● WHAT YOU ARE ASKED TO DO:
For this exercise, return exactly the lines of the material below that begin at the one with "pub fn is_set(&self)" and stop after the one with "let state = if".

● DATA FOR ANALYSIS:

//! Generative provider integrations for Atelier.
//!
//! [`GeminiClient`] implements [`GenerativeProvider`](atelier_interface::GenerativeProvider)
//! against the Gemini REST API. The credential providers in this crate fill an
//! [`ApiKeySlot`] that the client reads on every request.

mod credentials;
pub mod gemini;

pub use credentials::{API_KEY_VAR, ApiKeySlot, EnvCredentials, StaticCredentials};
pub use gemini::{DEFAULT_BASE_URL, GeminiClient, GeminiModels};
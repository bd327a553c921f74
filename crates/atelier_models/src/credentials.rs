//! API key storage and non-interactive credential providers.

use async_trait::async_trait;
use atelier_error::{AtelierResult, GeminiError, GeminiErrorKind};
use atelier_interface::CredentialProvider;
use parking_lot::RwLock;
use std::sync::Arc;
use tracing::{debug, info, instrument, warn};

/// Environment variable holding the Gemini API key.
pub const API_KEY_VAR: &str = "GEMINI_API_KEY";

/// The currently selected API key, shared between the client and the
/// credential provider that selects it.
#[derive(Clone, Default)]
pub struct ApiKeySlot(Arc<RwLock<Option<String>>>);

impl ApiKeySlot {
    /// An empty slot.
    pub fn new() -> Self {
        Self::default()
    }

    /// A slot pre-filled with a key.
    pub fn with_key(key: impl Into<String>) -> Self {
        let slot = Self::new();
        slot.set(key);
        slot
    }

    /// The selected key, if any.
    pub fn get(&self) -> Option<String> {
        self.0.read().clone()
    }

    /// Selects a key. Blank keys clear the slot.
    pub fn set(&self, key: impl Into<String>) {
        let key = key.into();
        let key = key.trim();
        *self.0.write() = (!key.is_empty()).then(|| key.to_string());
    }

    /// Forgets the selected key.
    pub fn clear(&self) {
        *self.0.write() = None;
    }

    /// Whether a key is selected.
    pub fn is_set(&self) -> bool {
        self.0.read().is_some()
    }
}

impl std::fmt::Debug for ApiKeySlot {
    fn fmt(&self, f: &mut std::fmt::Formatter<'_>) -> std::fmt::Result {
        let state = if self.is_set() { "<redacted>" } else { "<empty>" };
        f.debug_tuple("ApiKeySlot").field(&state).finish()
    }
}

/// Selects the key from an environment variable.
///
/// Selection re-reads the variable, so a key exported after start-up (or
/// loaded from `.env`) is picked up by the next selection.
#[derive(Debug, Clone)]
pub struct EnvCredentials {
    slot: ApiKeySlot,
    var: String,
}

impl EnvCredentials {
    /// Reads `GEMINI_API_KEY` into the given slot.
    pub fn new(slot: ApiKeySlot) -> Self {
        Self::from_var(slot, API_KEY_VAR)
    }

    /// Reads a custom variable into the given slot.
    pub fn from_var(slot: ApiKeySlot, var: impl Into<String>) -> Self {
        let credentials = Self {
            slot,
            var: var.into(),
        };
        credentials.load();
        credentials
    }

    /// The slot this provider fills.
    pub fn slot(&self) -> &ApiKeySlot {
        &self.slot
    }

    fn load(&self) -> bool {
        match std::env::var(&self.var) {
            Ok(key) if !key.trim().is_empty() => {
                self.slot.set(key);
                true
            }
            _ => false,
        }
    }
}

#[async_trait]
impl CredentialProvider for EnvCredentials {
    async fn has_valid_credential(&self) -> bool {
        self.slot.is_set()
    }

    #[instrument(skip(self), fields(var = %self.var))]
    async fn select_credential(&self) -> AtelierResult<()> {
        if self.load() {
            info!("API key selected from environment");
            Ok(())
        } else {
            warn!("API key variable not set");
            Err(GeminiError::new(GeminiErrorKind::MissingApiKey).into())
        }
    }
}

/// A fixed key that selection cannot change.
#[derive(Debug, Clone)]
pub struct StaticCredentials {
    slot: ApiKeySlot,
}

impl StaticCredentials {
    /// Selects `key` into a fresh slot.
    pub fn new(key: impl Into<String>) -> Self {
        Self {
            slot: ApiKeySlot::with_key(key),
        }
    }

    /// The slot holding the key.
    pub fn slot(&self) -> &ApiKeySlot {
        &self.slot
    }
}

#[async_trait]
impl CredentialProvider for StaticCredentials {
    async fn has_valid_credential(&self) -> bool {
        self.slot.is_set()
    }

    async fn select_credential(&self) -> AtelierResult<()> {
        debug!("Static credentials cannot be reselected");
        if self.slot.is_set() {
            Ok(())
        } else {
            Err(GeminiError::new(GeminiErrorKind::MissingApiKey).into())
        }
    }
}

● EXERCISE SOLUTION:
    pub fn is_set(&self) -> bool {
        self.0.read().is_some()
    }
}

impl std::fmt::Debug for ApiKeySlot {
    fn fmt(&self, f: &mut std::fmt::Formatter<'_>) -> std::fmt::Result {
        let state = if self.is_set() { "<redacted>" } else { "<empty>" };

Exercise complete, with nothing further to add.